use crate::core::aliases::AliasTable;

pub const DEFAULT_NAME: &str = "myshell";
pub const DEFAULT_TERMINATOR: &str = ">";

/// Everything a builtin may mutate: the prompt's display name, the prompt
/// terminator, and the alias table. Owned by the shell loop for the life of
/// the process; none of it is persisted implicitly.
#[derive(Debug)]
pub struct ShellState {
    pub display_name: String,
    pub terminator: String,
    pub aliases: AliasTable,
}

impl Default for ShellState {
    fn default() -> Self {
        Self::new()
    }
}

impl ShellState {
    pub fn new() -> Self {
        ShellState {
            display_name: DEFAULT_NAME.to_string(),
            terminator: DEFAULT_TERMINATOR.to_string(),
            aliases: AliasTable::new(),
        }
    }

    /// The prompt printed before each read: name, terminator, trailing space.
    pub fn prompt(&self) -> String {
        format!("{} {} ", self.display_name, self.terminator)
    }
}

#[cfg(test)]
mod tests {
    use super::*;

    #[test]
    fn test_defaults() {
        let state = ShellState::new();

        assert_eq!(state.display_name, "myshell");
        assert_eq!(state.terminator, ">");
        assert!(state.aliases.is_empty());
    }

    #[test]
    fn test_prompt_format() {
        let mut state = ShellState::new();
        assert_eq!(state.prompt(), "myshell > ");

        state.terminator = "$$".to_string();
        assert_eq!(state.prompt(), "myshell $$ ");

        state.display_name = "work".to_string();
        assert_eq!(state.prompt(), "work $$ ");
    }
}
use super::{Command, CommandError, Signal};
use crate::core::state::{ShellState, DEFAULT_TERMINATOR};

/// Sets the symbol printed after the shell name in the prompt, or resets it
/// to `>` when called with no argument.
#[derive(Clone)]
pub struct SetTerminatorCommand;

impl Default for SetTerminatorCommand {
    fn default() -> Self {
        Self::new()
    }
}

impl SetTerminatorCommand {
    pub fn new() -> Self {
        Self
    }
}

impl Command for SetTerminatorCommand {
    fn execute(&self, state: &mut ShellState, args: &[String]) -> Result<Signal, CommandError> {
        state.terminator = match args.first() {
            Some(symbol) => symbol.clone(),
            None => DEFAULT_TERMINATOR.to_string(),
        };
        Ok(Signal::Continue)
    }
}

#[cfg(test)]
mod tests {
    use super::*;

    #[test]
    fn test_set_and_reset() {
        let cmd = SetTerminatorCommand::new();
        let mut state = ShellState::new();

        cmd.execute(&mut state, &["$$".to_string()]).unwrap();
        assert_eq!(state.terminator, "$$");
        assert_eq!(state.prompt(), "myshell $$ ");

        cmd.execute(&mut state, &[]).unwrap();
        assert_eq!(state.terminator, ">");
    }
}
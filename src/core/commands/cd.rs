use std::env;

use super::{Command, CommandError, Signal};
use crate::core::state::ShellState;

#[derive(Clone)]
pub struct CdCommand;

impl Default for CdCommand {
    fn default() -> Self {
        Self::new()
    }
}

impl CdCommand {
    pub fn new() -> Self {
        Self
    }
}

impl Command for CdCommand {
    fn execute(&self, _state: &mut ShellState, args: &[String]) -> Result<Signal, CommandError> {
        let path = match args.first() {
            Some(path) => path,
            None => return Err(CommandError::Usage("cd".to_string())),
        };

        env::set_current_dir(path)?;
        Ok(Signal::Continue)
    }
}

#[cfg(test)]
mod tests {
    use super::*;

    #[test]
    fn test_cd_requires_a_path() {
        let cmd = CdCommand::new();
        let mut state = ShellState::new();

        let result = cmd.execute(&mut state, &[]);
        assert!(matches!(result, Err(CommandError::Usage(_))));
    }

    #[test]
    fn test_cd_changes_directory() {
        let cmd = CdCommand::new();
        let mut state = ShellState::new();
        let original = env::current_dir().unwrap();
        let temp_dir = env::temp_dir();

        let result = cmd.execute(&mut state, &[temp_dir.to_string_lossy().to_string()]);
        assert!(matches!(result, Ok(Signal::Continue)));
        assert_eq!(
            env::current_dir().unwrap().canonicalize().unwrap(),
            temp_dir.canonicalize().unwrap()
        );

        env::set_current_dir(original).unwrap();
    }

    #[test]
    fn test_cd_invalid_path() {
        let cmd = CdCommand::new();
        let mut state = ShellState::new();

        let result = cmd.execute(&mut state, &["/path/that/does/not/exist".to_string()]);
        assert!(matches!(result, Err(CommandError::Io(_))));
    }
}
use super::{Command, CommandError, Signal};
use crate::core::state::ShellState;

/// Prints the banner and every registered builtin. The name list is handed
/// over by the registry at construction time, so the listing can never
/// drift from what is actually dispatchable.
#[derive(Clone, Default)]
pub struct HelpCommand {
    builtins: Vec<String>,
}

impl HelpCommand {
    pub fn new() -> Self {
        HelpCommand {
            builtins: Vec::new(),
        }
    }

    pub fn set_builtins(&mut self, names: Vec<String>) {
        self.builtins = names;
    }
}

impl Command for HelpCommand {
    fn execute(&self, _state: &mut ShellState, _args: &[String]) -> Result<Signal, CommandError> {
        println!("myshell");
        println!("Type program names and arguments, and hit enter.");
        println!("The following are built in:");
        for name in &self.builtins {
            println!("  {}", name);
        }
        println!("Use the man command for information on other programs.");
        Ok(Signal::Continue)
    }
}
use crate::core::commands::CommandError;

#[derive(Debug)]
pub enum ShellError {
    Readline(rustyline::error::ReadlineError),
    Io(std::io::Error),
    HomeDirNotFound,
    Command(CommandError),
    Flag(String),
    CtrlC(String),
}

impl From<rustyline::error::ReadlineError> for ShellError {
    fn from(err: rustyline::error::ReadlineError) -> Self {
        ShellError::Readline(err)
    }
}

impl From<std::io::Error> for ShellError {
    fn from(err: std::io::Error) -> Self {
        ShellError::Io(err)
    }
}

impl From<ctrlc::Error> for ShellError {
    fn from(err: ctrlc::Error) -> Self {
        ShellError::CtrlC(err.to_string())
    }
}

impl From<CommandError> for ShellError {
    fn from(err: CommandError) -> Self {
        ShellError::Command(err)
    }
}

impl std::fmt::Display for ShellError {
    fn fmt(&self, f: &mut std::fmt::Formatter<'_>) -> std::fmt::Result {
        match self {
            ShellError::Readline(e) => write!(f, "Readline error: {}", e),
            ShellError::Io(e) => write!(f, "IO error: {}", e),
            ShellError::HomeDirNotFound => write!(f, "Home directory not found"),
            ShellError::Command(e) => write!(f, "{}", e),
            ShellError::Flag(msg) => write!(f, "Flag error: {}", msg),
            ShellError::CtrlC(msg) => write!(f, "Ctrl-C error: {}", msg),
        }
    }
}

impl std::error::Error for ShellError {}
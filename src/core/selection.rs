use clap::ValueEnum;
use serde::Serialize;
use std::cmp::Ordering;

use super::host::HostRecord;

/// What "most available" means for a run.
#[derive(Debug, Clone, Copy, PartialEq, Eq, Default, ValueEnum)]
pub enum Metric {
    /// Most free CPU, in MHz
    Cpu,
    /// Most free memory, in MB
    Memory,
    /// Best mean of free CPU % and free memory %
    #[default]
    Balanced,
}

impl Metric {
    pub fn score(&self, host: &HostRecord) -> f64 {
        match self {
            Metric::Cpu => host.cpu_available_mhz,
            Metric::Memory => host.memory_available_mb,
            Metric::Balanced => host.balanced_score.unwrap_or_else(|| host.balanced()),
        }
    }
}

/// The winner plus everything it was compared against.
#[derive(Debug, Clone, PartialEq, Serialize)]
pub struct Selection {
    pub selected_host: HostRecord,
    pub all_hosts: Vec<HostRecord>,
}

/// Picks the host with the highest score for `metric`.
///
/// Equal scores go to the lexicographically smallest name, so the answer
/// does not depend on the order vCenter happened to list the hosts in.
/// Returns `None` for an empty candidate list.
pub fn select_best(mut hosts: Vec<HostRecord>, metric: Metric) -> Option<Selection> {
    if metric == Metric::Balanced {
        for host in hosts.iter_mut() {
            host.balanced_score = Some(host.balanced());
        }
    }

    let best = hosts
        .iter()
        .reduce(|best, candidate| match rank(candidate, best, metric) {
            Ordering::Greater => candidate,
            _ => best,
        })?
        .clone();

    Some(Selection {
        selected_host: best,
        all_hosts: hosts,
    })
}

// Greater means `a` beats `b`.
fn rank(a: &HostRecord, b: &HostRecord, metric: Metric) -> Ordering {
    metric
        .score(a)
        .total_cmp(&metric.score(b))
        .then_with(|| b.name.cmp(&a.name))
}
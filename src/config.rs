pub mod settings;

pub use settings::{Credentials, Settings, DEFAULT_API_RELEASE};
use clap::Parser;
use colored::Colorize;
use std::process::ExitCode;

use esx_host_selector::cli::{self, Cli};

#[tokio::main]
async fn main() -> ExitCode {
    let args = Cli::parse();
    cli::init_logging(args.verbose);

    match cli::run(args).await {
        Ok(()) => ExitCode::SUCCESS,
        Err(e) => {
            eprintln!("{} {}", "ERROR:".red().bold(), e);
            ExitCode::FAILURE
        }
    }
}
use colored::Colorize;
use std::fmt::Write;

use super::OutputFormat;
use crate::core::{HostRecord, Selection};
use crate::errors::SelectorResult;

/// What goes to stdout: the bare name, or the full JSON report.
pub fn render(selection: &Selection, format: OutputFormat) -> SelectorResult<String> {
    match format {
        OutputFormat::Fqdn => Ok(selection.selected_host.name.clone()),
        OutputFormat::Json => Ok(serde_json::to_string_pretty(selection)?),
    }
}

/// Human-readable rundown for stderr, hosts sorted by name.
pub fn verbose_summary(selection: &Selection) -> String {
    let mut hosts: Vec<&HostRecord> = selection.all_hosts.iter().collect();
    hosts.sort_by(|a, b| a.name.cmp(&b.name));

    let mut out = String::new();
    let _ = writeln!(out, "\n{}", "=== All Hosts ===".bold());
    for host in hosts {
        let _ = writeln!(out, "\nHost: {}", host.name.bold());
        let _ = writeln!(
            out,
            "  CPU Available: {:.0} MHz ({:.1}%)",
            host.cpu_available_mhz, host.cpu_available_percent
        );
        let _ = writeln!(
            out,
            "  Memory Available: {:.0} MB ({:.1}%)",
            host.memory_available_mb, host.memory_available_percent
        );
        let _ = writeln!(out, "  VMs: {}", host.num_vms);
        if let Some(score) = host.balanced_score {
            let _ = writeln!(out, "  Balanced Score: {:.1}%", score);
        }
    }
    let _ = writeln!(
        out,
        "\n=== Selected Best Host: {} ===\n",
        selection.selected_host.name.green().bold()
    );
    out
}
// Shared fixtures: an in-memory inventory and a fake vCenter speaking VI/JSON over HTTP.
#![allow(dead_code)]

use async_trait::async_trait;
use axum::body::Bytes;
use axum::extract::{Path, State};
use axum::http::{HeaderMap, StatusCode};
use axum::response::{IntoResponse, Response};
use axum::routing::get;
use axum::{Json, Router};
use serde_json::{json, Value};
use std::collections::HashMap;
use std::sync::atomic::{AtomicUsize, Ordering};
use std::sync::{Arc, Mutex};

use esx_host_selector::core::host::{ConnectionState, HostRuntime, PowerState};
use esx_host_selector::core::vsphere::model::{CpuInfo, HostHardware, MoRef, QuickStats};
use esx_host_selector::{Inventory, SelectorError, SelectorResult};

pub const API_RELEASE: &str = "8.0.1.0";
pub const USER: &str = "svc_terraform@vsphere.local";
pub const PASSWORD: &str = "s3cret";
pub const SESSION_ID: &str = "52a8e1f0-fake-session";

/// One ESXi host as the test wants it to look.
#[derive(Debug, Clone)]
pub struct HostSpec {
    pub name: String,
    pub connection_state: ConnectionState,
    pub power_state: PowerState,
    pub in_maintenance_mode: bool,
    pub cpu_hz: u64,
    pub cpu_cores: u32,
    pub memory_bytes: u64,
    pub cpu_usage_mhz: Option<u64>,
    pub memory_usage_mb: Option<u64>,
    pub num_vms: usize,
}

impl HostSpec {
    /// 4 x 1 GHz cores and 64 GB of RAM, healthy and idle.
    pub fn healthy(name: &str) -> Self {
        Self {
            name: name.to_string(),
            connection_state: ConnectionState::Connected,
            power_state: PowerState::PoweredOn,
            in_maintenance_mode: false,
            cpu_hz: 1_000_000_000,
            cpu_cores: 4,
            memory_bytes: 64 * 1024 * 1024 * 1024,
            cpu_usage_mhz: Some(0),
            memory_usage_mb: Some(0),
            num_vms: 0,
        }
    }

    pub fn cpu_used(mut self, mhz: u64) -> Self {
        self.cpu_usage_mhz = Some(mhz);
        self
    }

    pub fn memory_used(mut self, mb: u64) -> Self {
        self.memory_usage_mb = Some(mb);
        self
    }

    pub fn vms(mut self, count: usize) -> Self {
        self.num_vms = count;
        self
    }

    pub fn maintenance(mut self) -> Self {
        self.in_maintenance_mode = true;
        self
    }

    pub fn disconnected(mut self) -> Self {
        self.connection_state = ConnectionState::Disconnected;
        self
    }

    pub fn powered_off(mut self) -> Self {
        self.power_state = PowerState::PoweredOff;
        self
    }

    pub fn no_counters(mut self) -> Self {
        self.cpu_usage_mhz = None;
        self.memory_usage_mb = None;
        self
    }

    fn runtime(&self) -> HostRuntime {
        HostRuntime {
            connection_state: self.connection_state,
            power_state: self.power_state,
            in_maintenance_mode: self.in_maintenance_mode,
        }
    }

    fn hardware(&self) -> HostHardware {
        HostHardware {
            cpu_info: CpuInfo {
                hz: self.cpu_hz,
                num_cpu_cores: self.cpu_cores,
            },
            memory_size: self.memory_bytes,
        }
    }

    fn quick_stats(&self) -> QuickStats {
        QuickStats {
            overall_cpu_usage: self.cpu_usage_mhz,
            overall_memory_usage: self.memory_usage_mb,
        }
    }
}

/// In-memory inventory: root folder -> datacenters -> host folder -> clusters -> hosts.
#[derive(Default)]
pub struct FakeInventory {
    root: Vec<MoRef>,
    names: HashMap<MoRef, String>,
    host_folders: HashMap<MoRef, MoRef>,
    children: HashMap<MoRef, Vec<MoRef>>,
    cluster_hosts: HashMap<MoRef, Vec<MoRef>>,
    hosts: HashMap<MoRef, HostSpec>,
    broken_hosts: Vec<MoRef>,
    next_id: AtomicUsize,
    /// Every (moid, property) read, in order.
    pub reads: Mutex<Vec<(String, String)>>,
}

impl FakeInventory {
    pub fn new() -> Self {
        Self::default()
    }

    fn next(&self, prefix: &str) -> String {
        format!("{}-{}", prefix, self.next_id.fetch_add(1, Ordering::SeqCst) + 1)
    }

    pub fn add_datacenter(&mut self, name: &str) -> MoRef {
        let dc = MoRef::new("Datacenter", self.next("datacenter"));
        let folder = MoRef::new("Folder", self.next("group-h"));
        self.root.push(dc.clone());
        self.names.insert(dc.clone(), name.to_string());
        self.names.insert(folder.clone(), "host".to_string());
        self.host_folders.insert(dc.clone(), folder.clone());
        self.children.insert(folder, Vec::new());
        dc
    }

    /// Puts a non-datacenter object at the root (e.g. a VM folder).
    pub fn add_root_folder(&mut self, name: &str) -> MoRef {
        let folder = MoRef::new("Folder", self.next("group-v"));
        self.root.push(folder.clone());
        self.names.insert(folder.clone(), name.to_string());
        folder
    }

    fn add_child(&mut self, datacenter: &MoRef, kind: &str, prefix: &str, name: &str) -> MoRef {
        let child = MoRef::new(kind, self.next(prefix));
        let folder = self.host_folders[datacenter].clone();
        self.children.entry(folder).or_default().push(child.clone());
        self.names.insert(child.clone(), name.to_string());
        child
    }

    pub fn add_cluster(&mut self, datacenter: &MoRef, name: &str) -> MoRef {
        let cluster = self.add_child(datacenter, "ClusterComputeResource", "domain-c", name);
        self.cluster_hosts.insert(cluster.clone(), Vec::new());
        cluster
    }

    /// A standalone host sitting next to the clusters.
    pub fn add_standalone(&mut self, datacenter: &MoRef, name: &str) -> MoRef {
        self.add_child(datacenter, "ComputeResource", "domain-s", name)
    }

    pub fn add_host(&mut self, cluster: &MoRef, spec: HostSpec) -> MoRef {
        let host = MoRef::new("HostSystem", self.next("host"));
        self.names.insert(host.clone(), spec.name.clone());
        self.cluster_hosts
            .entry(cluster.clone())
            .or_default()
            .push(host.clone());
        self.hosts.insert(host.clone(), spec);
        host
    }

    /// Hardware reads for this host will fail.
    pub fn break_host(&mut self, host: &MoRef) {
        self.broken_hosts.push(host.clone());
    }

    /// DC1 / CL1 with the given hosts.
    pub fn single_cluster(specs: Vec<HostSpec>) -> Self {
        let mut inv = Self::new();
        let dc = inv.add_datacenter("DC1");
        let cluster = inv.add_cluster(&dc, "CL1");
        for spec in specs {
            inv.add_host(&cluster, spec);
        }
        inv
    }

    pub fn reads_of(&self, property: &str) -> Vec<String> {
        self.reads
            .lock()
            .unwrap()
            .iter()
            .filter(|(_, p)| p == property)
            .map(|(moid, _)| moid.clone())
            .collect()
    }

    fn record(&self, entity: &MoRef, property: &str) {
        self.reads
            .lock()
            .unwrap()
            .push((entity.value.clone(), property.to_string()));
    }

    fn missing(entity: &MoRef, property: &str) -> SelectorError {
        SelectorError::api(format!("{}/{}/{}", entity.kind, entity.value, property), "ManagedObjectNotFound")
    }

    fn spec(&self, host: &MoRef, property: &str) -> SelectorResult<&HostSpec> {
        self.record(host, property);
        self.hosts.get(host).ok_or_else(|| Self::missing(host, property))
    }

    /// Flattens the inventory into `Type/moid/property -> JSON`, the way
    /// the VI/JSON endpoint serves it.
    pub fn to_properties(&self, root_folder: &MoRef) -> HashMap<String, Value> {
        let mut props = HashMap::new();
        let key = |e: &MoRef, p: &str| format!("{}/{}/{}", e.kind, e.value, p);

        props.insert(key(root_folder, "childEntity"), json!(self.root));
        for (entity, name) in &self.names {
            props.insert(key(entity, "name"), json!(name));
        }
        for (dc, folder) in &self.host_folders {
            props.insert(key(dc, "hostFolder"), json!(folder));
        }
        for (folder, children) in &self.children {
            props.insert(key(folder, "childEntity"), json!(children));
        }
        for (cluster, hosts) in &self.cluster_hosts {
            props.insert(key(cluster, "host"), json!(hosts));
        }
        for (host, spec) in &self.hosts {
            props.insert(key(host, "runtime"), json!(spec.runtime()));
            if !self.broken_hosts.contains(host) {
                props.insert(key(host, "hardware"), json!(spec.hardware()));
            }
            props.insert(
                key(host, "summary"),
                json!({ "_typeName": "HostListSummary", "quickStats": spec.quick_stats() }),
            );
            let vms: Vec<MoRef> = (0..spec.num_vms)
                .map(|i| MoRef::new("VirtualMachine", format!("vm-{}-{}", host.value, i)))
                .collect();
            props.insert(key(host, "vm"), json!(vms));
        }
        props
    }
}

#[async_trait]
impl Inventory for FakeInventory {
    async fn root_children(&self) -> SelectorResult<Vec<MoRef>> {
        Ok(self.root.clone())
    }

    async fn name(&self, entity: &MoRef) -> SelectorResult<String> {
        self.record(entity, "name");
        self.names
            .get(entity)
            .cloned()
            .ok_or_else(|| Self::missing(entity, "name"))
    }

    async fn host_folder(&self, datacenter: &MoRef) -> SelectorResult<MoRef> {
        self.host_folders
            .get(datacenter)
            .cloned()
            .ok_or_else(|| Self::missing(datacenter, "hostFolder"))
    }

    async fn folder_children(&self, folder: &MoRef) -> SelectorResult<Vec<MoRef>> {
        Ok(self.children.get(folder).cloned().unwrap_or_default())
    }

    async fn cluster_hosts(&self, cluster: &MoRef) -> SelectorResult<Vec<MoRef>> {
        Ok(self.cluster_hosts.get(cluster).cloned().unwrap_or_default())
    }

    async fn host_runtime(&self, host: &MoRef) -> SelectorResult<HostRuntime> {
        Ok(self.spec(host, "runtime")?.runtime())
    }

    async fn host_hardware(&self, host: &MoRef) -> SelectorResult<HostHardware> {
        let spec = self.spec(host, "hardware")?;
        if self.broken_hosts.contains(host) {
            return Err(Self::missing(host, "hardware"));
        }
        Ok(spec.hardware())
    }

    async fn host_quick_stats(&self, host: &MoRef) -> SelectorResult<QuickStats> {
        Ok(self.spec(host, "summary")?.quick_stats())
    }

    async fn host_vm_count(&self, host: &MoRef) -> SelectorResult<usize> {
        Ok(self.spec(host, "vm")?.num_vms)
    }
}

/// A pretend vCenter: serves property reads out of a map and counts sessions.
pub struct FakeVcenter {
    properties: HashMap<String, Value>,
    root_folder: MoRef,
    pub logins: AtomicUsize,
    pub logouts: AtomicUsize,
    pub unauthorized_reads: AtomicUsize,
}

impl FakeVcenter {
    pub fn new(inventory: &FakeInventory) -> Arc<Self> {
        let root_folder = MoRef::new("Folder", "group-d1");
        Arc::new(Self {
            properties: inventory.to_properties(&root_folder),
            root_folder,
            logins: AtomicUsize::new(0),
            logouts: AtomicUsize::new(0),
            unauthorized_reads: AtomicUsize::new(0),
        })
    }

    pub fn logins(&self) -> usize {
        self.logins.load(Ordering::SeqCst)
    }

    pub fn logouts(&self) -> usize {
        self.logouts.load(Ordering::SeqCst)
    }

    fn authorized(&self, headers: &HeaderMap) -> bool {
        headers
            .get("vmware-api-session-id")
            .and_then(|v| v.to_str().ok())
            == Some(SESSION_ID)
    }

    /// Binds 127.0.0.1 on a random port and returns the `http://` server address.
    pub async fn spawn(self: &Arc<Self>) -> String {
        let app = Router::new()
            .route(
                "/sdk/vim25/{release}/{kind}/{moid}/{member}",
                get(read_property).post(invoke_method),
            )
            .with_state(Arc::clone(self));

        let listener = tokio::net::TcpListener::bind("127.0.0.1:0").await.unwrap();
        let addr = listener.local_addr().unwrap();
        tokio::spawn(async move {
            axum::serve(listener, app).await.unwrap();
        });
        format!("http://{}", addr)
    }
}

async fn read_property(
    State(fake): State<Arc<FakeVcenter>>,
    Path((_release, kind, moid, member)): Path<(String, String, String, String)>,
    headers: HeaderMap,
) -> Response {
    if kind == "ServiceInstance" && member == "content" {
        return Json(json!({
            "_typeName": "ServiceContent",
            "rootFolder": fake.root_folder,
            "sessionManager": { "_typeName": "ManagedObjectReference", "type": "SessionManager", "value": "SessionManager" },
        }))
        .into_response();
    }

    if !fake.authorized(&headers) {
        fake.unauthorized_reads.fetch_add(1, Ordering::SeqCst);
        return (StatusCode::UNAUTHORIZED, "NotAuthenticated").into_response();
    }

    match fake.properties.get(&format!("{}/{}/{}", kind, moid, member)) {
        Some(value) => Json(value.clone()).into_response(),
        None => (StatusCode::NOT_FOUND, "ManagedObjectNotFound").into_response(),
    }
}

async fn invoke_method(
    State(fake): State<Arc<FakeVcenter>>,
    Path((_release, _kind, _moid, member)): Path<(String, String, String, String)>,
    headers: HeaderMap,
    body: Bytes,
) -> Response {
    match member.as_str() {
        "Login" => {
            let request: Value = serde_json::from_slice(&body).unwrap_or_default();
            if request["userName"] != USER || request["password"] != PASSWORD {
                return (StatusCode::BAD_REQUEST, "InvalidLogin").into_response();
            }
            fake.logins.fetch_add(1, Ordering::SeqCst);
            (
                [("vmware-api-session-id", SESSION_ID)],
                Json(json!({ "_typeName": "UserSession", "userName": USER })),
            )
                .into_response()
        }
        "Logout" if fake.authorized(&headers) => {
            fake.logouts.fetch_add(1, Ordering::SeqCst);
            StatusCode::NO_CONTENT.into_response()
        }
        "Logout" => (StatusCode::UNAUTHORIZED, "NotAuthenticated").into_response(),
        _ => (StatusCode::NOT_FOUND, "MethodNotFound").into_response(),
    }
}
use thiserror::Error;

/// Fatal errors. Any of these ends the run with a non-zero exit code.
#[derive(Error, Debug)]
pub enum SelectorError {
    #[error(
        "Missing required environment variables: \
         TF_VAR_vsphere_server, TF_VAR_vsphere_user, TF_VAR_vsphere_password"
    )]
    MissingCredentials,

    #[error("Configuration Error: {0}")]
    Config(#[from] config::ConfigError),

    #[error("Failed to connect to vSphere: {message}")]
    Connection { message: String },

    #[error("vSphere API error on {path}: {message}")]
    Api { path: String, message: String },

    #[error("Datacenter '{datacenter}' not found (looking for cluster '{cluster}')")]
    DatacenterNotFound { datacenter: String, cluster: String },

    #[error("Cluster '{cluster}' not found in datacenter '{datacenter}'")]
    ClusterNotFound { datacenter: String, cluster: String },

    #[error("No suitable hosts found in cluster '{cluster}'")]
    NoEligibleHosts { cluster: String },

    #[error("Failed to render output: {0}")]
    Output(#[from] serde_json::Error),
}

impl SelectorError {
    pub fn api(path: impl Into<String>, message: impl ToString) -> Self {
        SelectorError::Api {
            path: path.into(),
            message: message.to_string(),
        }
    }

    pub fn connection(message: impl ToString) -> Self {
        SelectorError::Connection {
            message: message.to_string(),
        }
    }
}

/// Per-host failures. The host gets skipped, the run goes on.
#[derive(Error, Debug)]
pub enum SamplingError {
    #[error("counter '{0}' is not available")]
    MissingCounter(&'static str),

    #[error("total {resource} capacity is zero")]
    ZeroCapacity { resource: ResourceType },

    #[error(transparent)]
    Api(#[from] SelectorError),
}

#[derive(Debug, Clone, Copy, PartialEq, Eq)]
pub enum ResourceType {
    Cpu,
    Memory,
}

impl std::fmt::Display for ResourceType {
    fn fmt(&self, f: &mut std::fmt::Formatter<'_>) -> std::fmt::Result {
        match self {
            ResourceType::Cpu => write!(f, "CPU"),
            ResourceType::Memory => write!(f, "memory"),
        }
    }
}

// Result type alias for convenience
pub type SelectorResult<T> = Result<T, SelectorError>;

----

▶ _The task_
Please report how many lines of the listing contain the word "domain", and include nothing beyond that number.

▶ _Task solution_
2